In answer to defendant's final argument, we observe that he offered his plea of guilty to assault with intent to rob and steal being armed. MCLA § 750.89 (Stat Ann 1962 Rev § 28.284). This plea was offered by way of defendant's own narration regarding his criminal activity. Our review of the record, in accord with the provisions of People v. Dunn (1968), 380 Mich. 693, convinces us that the trial court established that defendant pleaded guilty to what was in fact participation in criminal activity amounting to the offense on which he was subsequently convicted. There has been no showing of error in this regard.

In conclusion, therefore, we find no grounds on which the defendant's plea of guilty should be vacated or set aside. As has so often been stated,

" * * * the mere fact that a defendant, knowing his rights and the consequences of his act, hoped or believed, or was led by his counsel to hope or believe, that he would receive a shorter sentence or a milder punishment by pleading guilty than that which would fall to his lot after trial and conviction by jury, prevents no ground for the exercise of this *517 liberal discretion." People v. Miller (1896), 114 Cal 10, 16 (45 P. 986, 987).[7]

The decision of the trial court is, therefore, affirmed.

All concurred.

NOTES

[1] On June 5, 1967, defendant requested timely appointment of appellate counsel. On September 30, 1967, defendant, through counsel, filed with the circuit court a timely motion to withdraw plea after sentencing. The issue of promise for leniency was never precisely raised, though the matter was alluded to in paragraph 7 of defendant's amendment to the motion filed October 6, 1967. On January 18, 1968, the circuit court rendered an opinion denying defendant's motion. Appointed counsel (and substituted counsel) failed then timely to file a claim of appeal pursuant to GCR 1963, 803.1. The Court of Appeals, on February 3, 1970, granted defendant's application for delayed appeal.

[2] Defendant was initially charged with robbery armed. MCLA § 750.529 (Stat Ann 1971 Cum Supp § 28.797).
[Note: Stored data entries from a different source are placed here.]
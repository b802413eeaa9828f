//! 指し手の実行と取り消し
//!
//! Both operations validate everything before touching the board, so an
//! error leaves the position unchanged.

use super::{Position, PositionError};
use crate::types::{Move, Piece, PieceType};

impl Position {
    /// 指し手を実行する
    ///
    /// Returns the captured piece exactly as it stood on the board. A captured
    /// non-king piece goes un-promoted into the mover's hand; a captured king
    /// goes nowhere. The side to move is not changed.
    pub fn do_move(&mut self, mv: Move) -> Result<Option<Piece>, PositionError> {
        match mv {
            Move::Normal {
                from,
                to,
                piece,
                promote,
            } => {
                let moving = self.piece_on(from).ok_or(PositionError::EmptySquare(from))?;
                if moving.color != piece.color {
                    return Err(PositionError::NotOwnPiece {
                        square: from,
                        owner: moving.color,
                        mover: piece.color,
                    });
                }
                if moving != piece {
                    return Err(PositionError::PieceMismatch(from));
                }
                let captured = self.piece_on(to);
                if captured.is_some_and(|c| c.color == piece.color) {
                    return Err(PositionError::FriendlyCapture(to));
                }

                if let Some(c) = captured.filter(|c| c.piece_type != PieceType::King) {
                    let taken = c.captured_by(piece.color);
                    self.hand_mut(taken.color).add(taken.piece_type)?;
                }
                self.remove_piece(from);
                let landed = Piece {
                    promoted: piece.promoted || (promote && piece.piece_type.can_promote()),
                    ..piece
                };
                self.put_piece(to, landed);
                Ok(captured)
            }
            Move::Drop {
                piece_type,
                to,
                color,
            } => {
                if piece_type == PieceType::King {
                    return Err(PositionError::KingInHand);
                }
                if self.piece_on(to).is_some() {
                    return Err(PositionError::Occupied(to));
                }
                self.hand_mut(color)
                    .remove(piece_type)
                    .ok_or(PositionError::NotInHand { piece_type, color })?;
                self.put_piece(to, Piece::new(piece_type, color));
                Ok(None)
            }
        }
    }

    /// 指し手を取り消す
    ///
    /// `captured` must be the value `do_move` returned for `mv`.
    pub fn undo_move(&mut self, mv: Move, captured: Option<Piece>) -> Result<(), PositionError> {
        match mv {
            Move::Normal {
                from, to, piece, ..
            } => {
                let landed = self.piece_on(to).ok_or(PositionError::InconsistentUndo {
                    mv,
                    reason: "destination is empty",
                })?;
                if landed.color != piece.color || landed.piece_type != piece.piece_type {
                    return Err(PositionError::InconsistentUndo {
                        mv,
                        reason: "destination holds a different piece",
                    });
                }
                if self.piece_on(from).is_some() {
                    return Err(PositionError::InconsistentUndo {
                        mv,
                        reason: "origin is occupied",
                    });
                }
                let refund = captured.filter(|c| c.piece_type != PieceType::King);
                if let Some(c) = refund {
                    if !self.hand(piece.color).has(c.piece_type) {
                        return Err(PositionError::InconsistentUndo {
                            mv,
                            reason: "captured piece missing from hand",
                        });
                    }
                }

                if let Some(c) = refund {
                    self.hand_mut(piece.color).remove(c.piece_type);
                }
                self.board[to.index()] = captured;
                self.put_piece(from, piece);
                Ok(())
            }
            Move::Drop {
                piece_type,
                to,
                color,
            } => {
                if self.piece_on(to) != Some(Piece::new(piece_type, color)) {
                    return Err(PositionError::InconsistentUndo {
                        mv,
                        reason: "dropped piece not found",
                    });
                }
                self.hand_mut(color).add(piece_type)?;
                self.remove_piece(to);
                Ok(())
            }
        }
    }
}

#[cfg(test)]
mod tests {
    use super::*;
    use crate::types::{Color, Square};

    #[test]
    fn test_do_undo_restores_startpos() {
        let mut pos = Position::startpos();
        let original = pos.clone();
        for mv in original.legal_moves() {
            let captured = pos.do_move(mv).unwrap();
            pos.undo_move(mv, captured).unwrap();
            assert_eq!(pos, original, "{mv}");
        }
    }

    #[test]
    fn test_capture_goes_to_hand_unpromoted() {
        let mut pos = Position::from_sfen("4k4/9/4+r4/4G4/9/9/9/9/4K4 b - 1").unwrap();
        let before = pos.clone();
        let gold = Piece::new(PieceType::Gold, Color::Black);
        let mv = Move::normal(Square::new(3, 4), Square::new(2, 4), gold, false);

        let captured = pos.do_move(mv).unwrap();
        assert_eq!(captured, Some(Piece::promoted(PieceType::Rook, Color::White)));
        assert_eq!(pos.hand(Color::Black).count(PieceType::Rook), 1);
        assert_eq!(pos.piece_on(Square::new(2, 4)), Some(gold));

        pos.undo_move(mv, captured).unwrap();
        assert_eq!(pos, before);
    }

    #[test]
    fn test_promotion_and_undo() {
        let mut pos = Position::from_sfen("4k4/9/9/4S4/9/9/9/9/4K4 b - 1").unwrap();
        let before = pos.clone();
        let silver = Piece::new(PieceType::Silver, Color::Black);
        let mv = Move::normal(Square::new(3, 4), Square::new(2, 4), silver, true);
        pos.do_move(mv).unwrap();
        assert_eq!(pos.piece_on(Square::new(2, 4)), Some(Piece::promoted(PieceType::Silver, Color::Black)));
        pos.undo_move(mv, None).unwrap();
        assert_eq!(pos, before);
    }

    #[test]
    fn test_king_capture_not_added_to_hand() {
        let mut pos = Position::from_sfen("9/9/9/9/4k4/4R4/9/9/4K4 b - 1").unwrap();
        let rook = Piece::new(PieceType::Rook, Color::Black);
        let mv = Move::normal(Square::new(5, 4), Square::new(4, 4), rook, false);
        let captured = pos.do_move(mv).unwrap();
        assert_eq!(captured, Some(Piece::new(PieceType::King, Color::White)));
        assert!(pos.hand(Color::Black).is_empty());
        assert_eq!(pos.king_square(Color::White), None);
        pos.undo_move(mv, captured).unwrap();
        assert_eq!(pos.king_square(Color::White), Some(Square::new(4, 4)));
    }

    #[test]
    fn test_drop_and_undo() {
        let mut pos = Position::from_sfen("4k4/9/9/9/9/9/9/9/4K4 w 2p 1").unwrap();
        let before = pos.clone();
        let mv = Move::drop(PieceType::Pawn, Square::new(4, 4), Color::White);
        let on_board = pos.occupied().count();
        assert_eq!(pos.do_move(mv).unwrap(), None);
        assert_eq!(pos.hand(Color::White).count(PieceType::Pawn), 1);
        assert_eq!(pos.occupied().count(), on_board + 1);
        assert_eq!(pos.piece_on(Square::new(4, 4)), Some(Piece::new(PieceType::Pawn, Color::White)));
        pos.undo_move(mv, None).unwrap();
        assert_eq!(pos, before);
    }

    #[test]
    fn test_errors_leave_position_untouched() {
        let mut pos = Position::from_sfen("4k4/9/9/9/9/9/9/9/4K4 b - 1").unwrap();
        let before = pos.clone();
        let pawn = Piece::new(PieceType::Pawn, Color::Black);

        let empty = Move::normal(Square::new(5, 5), Square::new(4, 5), pawn, false);
        assert_eq!(pos.do_move(empty), Err(PositionError::EmptySquare(Square::new(5, 5))));

        let king = Piece::new(PieceType::King, Color::Black);
        let wrong_owner = Move::normal(Square::new(0, 4), Square::new(1, 4), king, false);
        assert!(matches!(pos.do_move(wrong_owner), Err(PositionError::NotOwnPiece { .. })));

        let no_hand = Move::drop(PieceType::Pawn, Square::new(4, 4), Color::Black);
        assert_eq!(
            pos.do_move(no_hand),
            Err(PositionError::NotInHand {
                piece_type: PieceType::Pawn,
                color: Color::Black
            })
        );

        let occupied = Move::drop(PieceType::Pawn, Square::new(8, 4), Color::Black);
        assert_eq!(pos.do_move(occupied), Err(PositionError::Occupied(Square::new(8, 4))));

        assert_eq!(pos, before);
    }

    #[test]
    fn test_undo_against_wrong_board_fails() {
        let mut pos = Position::from_sfen("4k4/9/9/9/9/9/9/9/4K4 b - 1").unwrap();
        let pawn = Piece::new(PieceType::Pawn, Color::Black);
        let mv = Move::normal(Square::new(5, 5), Square::new(4, 5), pawn, false);
        assert!(matches!(
            pos.undo_move(mv, None),
            Err(PositionError::InconsistentUndo { .. })
        ));
    }
}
He pled guilty to and was convicted of the lesser included offense of assault with intent to rob and steal being armed. MCLA § 750.89 (Stat Ann 1962 Rev § 28.284). An "order to add a count to the criminal information — nunc pro tunc as of March 31, 1967", was filed and entered April 14, 1967.

[3] 9 ULA, Uniform Criminal Extradition Act, § 1 et seq. The provisions of this act have been adopted both in Michigan (MCLA § 780.1 et seq.) and Florida (FSA §§ 941.01-941.30).

[4] See 31 Am Jur 2d, Extradition, §§ 64 and 74.

[5] The Supreme Court stated: "We hold, therefore, that a defendant who alleges that he pleaded guilty because of a prior coerced confession is not, without more, entitled to a hearing on his petition for habeas corpus." McMann v. Richardson (1970), 397 U.S. 759, 771 (90 S. Ct. 1441, 1449; 25 L. Ed. 2d 763, 773).

[6] For a more lengthy discussion concerning the "hopes" and "speculations" regarding sentencing made by defense counsel to an accused prior to his plea, see Judge LEVIN'S concurring opinion in People v. Gray (1970), 29 Mich. App. 301.

[7] Cited with approval in People v. Goldman (1929), 245 Mich. 578, 583; People v. Vasquez (1942), 303 Mich. 340, 342.